There are a couple of additional considerations worth noting: First, because this template is using standard Step Functions workflows, the user is not charged for execution time but rather for state transitions (a blessing when you need to wait for a timeout I guess). Second, there is no timeout for the Wait state itself so the limit for your TIMEOUT is the limit of the maximum task execution time for the standard workflow which is... a year (or roughly more than 30.000.000 seconds). Which I assume is enough for most use cases.
Have fun.
Massimo.
Update: some users have reported an issue where the Step Function state machine can't be invoked by the rule.
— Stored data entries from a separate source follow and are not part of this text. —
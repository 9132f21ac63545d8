//! Entity store over any [`KvStore`].
//!
//! Each flush is a single `write_batch`, so the `latest` pointer, reducer
//! checkpoints, entity values and index entries always move together.

use std::ops::Bound;

use async_trait::async_trait;
use futures::stream::{self, BoxStream, StreamExt, TryStreamExt};
use serde_json::Value;
use tracing::debug;

use govindex_core::entity::{EntityDefinitions, EntityUpdates, EntityWithMetadata};
use govindex_core::error::IndexerError;
use govindex_core::keys;
use govindex_core::store::{
    EntityStore, IndexScan, IndexedEntity, ReadOnlyEntityStore, ReducerCheckpoint, ScanPosition,
};
use govindex_core::types::BlockIdentifier;

use crate::kv::{BatchOp, KvStore};

/// Keys fetched per scan request when none is configured.
pub const DEFAULT_SCAN_CHUNK: usize = 256;

/// [`EntityStore`] implementation that lays entities, indexes and
/// checkpoints out in one ordered key space.
pub struct KvEntityStore<K> {
    kv: K,
    scan_chunk: usize,
}

impl<K: KvStore> KvEntityStore<K> {
    pub fn new(kv: K) -> Self {
        Self {
            kv,
            scan_chunk: DEFAULT_SCAN_CHUNK,
        }
    }

    /// Keys pulled from the backend per scan request (minimum 1).
    pub fn with_scan_chunk(mut self, scan_chunk: usize) -> Self {
        self.scan_chunk = scan_chunk.max(1);
        self
    }

    pub fn kv(&self) -> &K {
        &self.kv
    }

    fn scan_chunks(
        &self,
        lower: Bound<Vec<u8>>,
        upper: Bound<Vec<u8>>,
    ) -> BoxStream<'_, Result<Vec<(Vec<u8>, Vec<u8>)>, IndexerError>> {
        let chunk = self.scan_chunk;
        stream::try_unfold(Some(lower), move |lower| {
            let upper = upper.clone();
            async move {
                let Some(lower) = lower else {
                    return Ok(None);
                };
                let rows = self.kv.scan(lower, upper, chunk).await?;
                let next = match rows.last() {
                    Some((key, _)) if rows.len() == chunk => Some(Bound::Excluded(key.clone())),
                    _ => None,
                };
                if rows.is_empty() {
                    return Ok(None);
                }
                Ok(Some((rows, next)))
            }
        })
        .boxed()
    }

    async fn resolve_index_rows(
        &self,
        entity: &str,
        base_len: usize,
        rows: Vec<(Vec<u8>, Vec<u8>)>,
    ) -> Result<Vec<IndexedEntity>, IndexerError> {
        let mut entries = Vec::with_capacity(rows.len());
        let mut entity_keys = Vec::with_capacity(rows.len());
        for (key, id) in rows {
            let entity_id = String::from_utf8(id)
                .map_err(|e| IndexerError::Storage(format!("index value is not UTF-8: {e}")))?;
            let index_key = keys::index_sort_value(&key, base_len, &entity_id)?;
            entity_keys.push(keys::entity_key(entity, &entity_id)?);
            entries.push((index_key, entity_id));
        }

        let values = self.kv.get_many(&entity_keys).await?;
        entries
            .into_iter()
            .zip(values)
            .map(|((index_key, entity_id), value)| -> Result<_, IndexerError> {
                let value = value.ok_or_else(|| {
                    IndexerError::Storage(format!(
                        "index entry {index_key:?} points at missing {entity} {entity_id}"
                    ))
                })?;
                Ok(IndexedEntity {
                    index_key,
                    entity_id,
                    value: serde_json::from_slice(&value)?,
                })
            })
            .collect()
    }
}

/// Bounds of an index scan over keys starting with `base`.
fn index_bounds(base: &[u8], scan: &IndexScan) -> (Bound<Vec<u8>>, Bound<Vec<u8>>) {
    let mut prefix = base.to_vec();
    prefix.extend_from_slice(scan.prefix.as_deref().unwrap_or_default().as_bytes());
    let upper = Bound::Excluded(keys::prefix_end(&prefix));

    let lower = match &scan.starting {
        Some(ScanPosition {
            index_key,
            entity_id,
        }) => {
            let mut start = base.to_vec();
            start.extend_from_slice(index_key.as_bytes());
            match entity_id {
                Some(id) => {
                    start.push(keys::SEPARATOR);
                    start.extend_from_slice(id.as_bytes());
                    if start < prefix {
                        Bound::Included(prefix)
                    } else {
                        Bound::Excluded(start)
                    }
                }
                None if start < prefix => Bound::Included(prefix),
                None => Bound::Included(start),
            }
        }
        None => Bound::Included(prefix),
    };
    (lower, upper)
}

fn decode_entity_row((key, raw): (Vec<u8>, Vec<u8>)) -> Result<EntityWithMetadata, IndexerError> {
    let key = keys::parse_entity_key(&key)?;
    Ok(EntityWithMetadata {
        entity: key.entity,
        id: key.id,
        value: serde_json::from_slice(&raw)?,
    })
}

fn failed<'a, T: Send + 'a>(err: IndexerError) -> BoxStream<'a, Result<T, IndexerError>> {
    stream::once(async move { Err(err) }).boxed()
}

#[async_trait]
impl<K: KvStore> ReadOnlyEntityStore for KvEntityStore<K> {
    async fn get_finalized_block(&self) -> Result<Option<BlockIdentifier>, IndexerError> {
        match self.kv.get(keys::LATEST_KEY).await? {
            Some(raw) => Ok(Some(serde_json::from_slice(&raw)?)),
            None => Ok(None),
        }
    }

    async fn get_reducer_checkpoint(
        &self,
        reducer: &str,
    ) -> Result<Option<ReducerCheckpoint>, IndexerError> {
        let key = keys::reducer_checkpoint_key(reducer)?;
        match self.kv.get(&key).await? {
            Some(raw) => Ok(Some(serde_json::from_slice(&raw)?)),
            None => Ok(None),
        }
    }

    async fn get_entity(&self, entity: &str, id: &str) -> Result<Option<Value>, IndexerError> {
        let key = keys::entity_key(entity, id)?;
        match self.kv.get(&key).await? {
            Some(raw) => Ok(Some(serde_json::from_slice(&raw)?)),
            None => Ok(None),
        }
    }

    fn get_entities(&self) -> BoxStream<'_, Result<EntityWithMetadata, IndexerError>> {
        let prefix = keys::entity_prefix();
        let upper = Bound::Excluded(keys::prefix_end(&prefix));
        self.scan_chunks(Bound::Included(prefix), upper)
            .map_ok(|rows| stream::iter(rows.into_iter().map(decode_entity_row)))
            .try_flatten()
            .boxed()
    }

    fn get_entities_by_index<'a>(
        &'a self,
        entity: &'a str,
        index: &'a str,
        scan: IndexScan,
    ) -> BoxStream<'a, Result<IndexedEntity, IndexerError>> {
        let base = match keys::index_base(entity, index) {
            Ok(base) => base,
            Err(e) => return failed(e),
        };
        let (lower, upper) = index_bounds(&base, &scan);
        let base_len = base.len();
        self.scan_chunks(lower, upper)
            .and_then(move |rows| self.resolve_index_rows(entity, base_len, rows))
            .map_ok(|entries| stream::iter(entries.into_iter().map(Ok)))
            .try_flatten()
            .boxed()
    }
}

#[async_trait]
impl<K: KvStore> EntityStore for KvEntityStore<K> {
    async fn flush_updates(
        &self,
        block: &BlockIdentifier,
        definitions: &EntityDefinitions,
        updates: EntityUpdates,
    ) -> Result<(), IndexerError> {
        let staged: Vec<_> = updates.entities().collect();
        let entity_keys = staged
            .iter()
            .map(|(key, _)| keys::entity_key(&key.entity, &key.id))
            .collect::<Result<Vec<_>, _>>()?;
        let current = self.kv.get_many(&entity_keys).await?;

        let mut ops = Vec::new();
        let mut written = 0usize;
        for ((key, value), (entity_key, old_raw)) in
            staged.iter().zip(entity_keys.into_iter().zip(current))
        {
            let new_raw = serde_json::to_vec(value)?;
            if old_raw.as_deref() == Some(new_raw.as_slice()) {
                continue;
            }
            let old_value: Option<Value> = old_raw
                .map(|raw| serde_json::from_slice(&raw))
                .transpose()?;

            for index in definitions.indexes_for(&key.entity) {
                let new_sort = index.key_for(value)?;
                if let Some(old_value) = &old_value {
                    let old_sort = index.key_for(old_value)?;
                    if old_sort != new_sort {
                        ops.push(BatchOp::delete(keys::index_key(
                            &key.entity,
                            &index.name,
                            &old_sort,
                            &key.id,
                        )?));
                    }
                }
                ops.push(BatchOp::put(
                    keys::index_key(&key.entity, &index.name, &new_sort, &key.id)?,
                    key.id.as_bytes().to_vec(),
                ));
            }
            ops.push(BatchOp::put(entity_key, new_raw));
            written += 1;
        }

        let mut reducers = 0usize;
        for (reducer, state) in updates.reducer_states() {
            let checkpoint = ReducerCheckpoint {
                state: state.clone(),
                block: block.clone(),
            };
            ops.push(BatchOp::put(
                keys::reducer_checkpoint_key(reducer)?,
                serde_json::to_vec(&checkpoint)?,
            ));
            reducers += 1;
        }
        let finalized = updates.finalized().resolve(block);
        if let Some(finalized) = finalized {
            ops.push(BatchOp::put(
                keys::LATEST_KEY.to_vec(),
                serde_json::to_vec(finalized)?,
            ));
        }

        let op_count = ops.len();
        self.kv.write_batch(ops).await?;
        debug!(
            block = block.number,
            finalized = finalized.map(|b| b.number),
            entities = written,
            unchanged = staged.len() - written,
            reducers,
            ops = op_count,
            "flush committed"
        );
        Ok(())
    }
}

// ─── Tests ───────────────────────────────────────────────────────────────────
This is due to a limit in the EventBridge rule names length that I have called out in my previous blog and that I am reporting here below for convenience.
Tip: make sure to not use a
--stack-namethat is too long because EventBridge rule names are limited to 64 characters, and it's easy to get too close to 64 characters when Application Composer builds the rule name adding the stack name, logical ID of the rule and more random characters.